Santafé de Bogotá D.C., octubre tres (3) de mil novecientos noventa y seis (1996).
V I S T O S:
Ha sido recurrida en casación por el defensor de la procesada SANDRA PATRICIA GONZALEZ RIOS, la sentencia de 23 de junio de l994 mediante la cual el Tribunal Superior de Santa Fe de Bogotá confirmó la dictada por el Juzgado 5l Penal del Circuito de esta ciudad, que la condenó como responsable del delito de homicidio.
H E C H O S
La tarde del 6 de agosto de l993 GERARDO ANTONIO PAEZ SANCHEZ llegó a la habitación 309 que ocupaba en el hotel Manizales del centro de esta ciudad capital (carrera 16 No. 14-76), permitió subir a un hombre y una mujer y pasados quince minutos esta pareja abandonó apresurada el cuarto, encontrándose tirado en el piso el cuerpo de aquél, con varias heridas causadas con arma cortopunzante.
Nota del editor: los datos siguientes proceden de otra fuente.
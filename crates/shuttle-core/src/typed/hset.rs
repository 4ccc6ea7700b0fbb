//! HSet - バイト列の集合

use crate::app::binder::Shape;
use crate::app::dispatcher::Dispatcher;
use crate::app::marshal::VoidResult;
use crate::domain::errors::BindError;
use crate::domain::ids::TaskId;
use crate::domain::value::Value;

use super::entity::{Entity, EntityRef, status};
use super::entry::{Entry, entry_methods};
use super::registry::{EntityKind, Method};

#[derive(Debug, Clone)]
pub struct HSet {
    base: EntityRef,
}

impl Entity for HSet {
    fn base(&self) -> &EntityRef {
        &self.base
    }
}

impl Entry for HSet {}

impl HSet {
    /// 既にあれば `ELEMENT_ALREADY_EXISTS`
    pub fn insert(&self, dispatcher: &Dispatcher, args: Vec<Value>) -> Result<TaskId, BindError> {
        self.queue::<VoidResult, _>(dispatcher, args, Shape::Buffer, |s, t| {
            status(s.hset_insert(&t.alias, t.input.bytes()?))
        })
    }

    pub fn erase(&self, dispatcher: &Dispatcher, args: Vec<Value>) -> Result<TaskId, BindError> {
        self.queue::<VoidResult, _>(dispatcher, args, Shape::Buffer, |s, t| {
            status(s.hset_erase(&t.alias, t.input.bytes()?))
        })
    }

    /// 含まれていなければ `ELEMENT_NOT_FOUND`
    pub fn contains(&self, dispatcher: &Dispatcher, args: Vec<Value>) -> Result<TaskId, BindError> {
        self.queue::<VoidResult, _>(dispatcher, args, Shape::Buffer, |s, t| {
            status(s.hset_contains(&t.alias, t.input.bytes()?))
        })
    }
}

impl EntityKind for HSet {
    const KIND: &'static str = "hset";

    fn from_ref(base: EntityRef) -> Self {
        Self { base }
    }

    fn methods() -> Vec<Method<Self>> {
        let mut methods = vec![
            Method::new("insert", Self::insert),
            Method::new("erase", Self::erase),
            Method::new("contains", Self::contains),
        ];
        methods.extend(entry_methods::<Self>());
        methods
    }
}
Inquilinos del hotel y circunstantes, rápidamente enterados de lo ocurrido, emprendieron la persecución de la pareja, dando captura cuadras más adelante a SANDRA PATRICIA GONZALEZ RIOS dentro de un montallantas, quien “se notaba en efectos de alcohol o droga” (f. 62) y presentaba también varias heridas producidas con arma cortopunzante, las que obligaron su internación en el hospital San Juan de Dios, a cuyo ingreso le detectaron “aliento alcohólico” (f. 43).
TRAMITE PROCESAL
Correspondió a la Fiscalía Décima, del Grupo Cuatro de la Unidad Primera de Investigación Previa y Permanente de Santa Fe de Bogotá, iniciar la investigación oyendo en indagatoria a la sindicada SANDRA PATRICIA GONZALEZ RIOS, oportunidad en la que fue asistida por abogado titulado, designado como defensor de oficio “para esta diligencia”, en la cual negó su participación en los hechos (fs.20 y Ss.), explicando que sorpresivamente fue atacada a cuchilladas por una mujer y dos muchachos, en momentos en que compraba unos cigarrillos.
La Fiscalía Noventa y Nueve delegada de la Unidad Segunda de Vida, definió la situación jurídica de la procesada el l3 de agosto de l993, con medida de aseguramiento de detención preventiva por el delito de homicidio, notificada personalmente a la sindicada y al agente del Ministerio Público (fs. 38 y 36 v.).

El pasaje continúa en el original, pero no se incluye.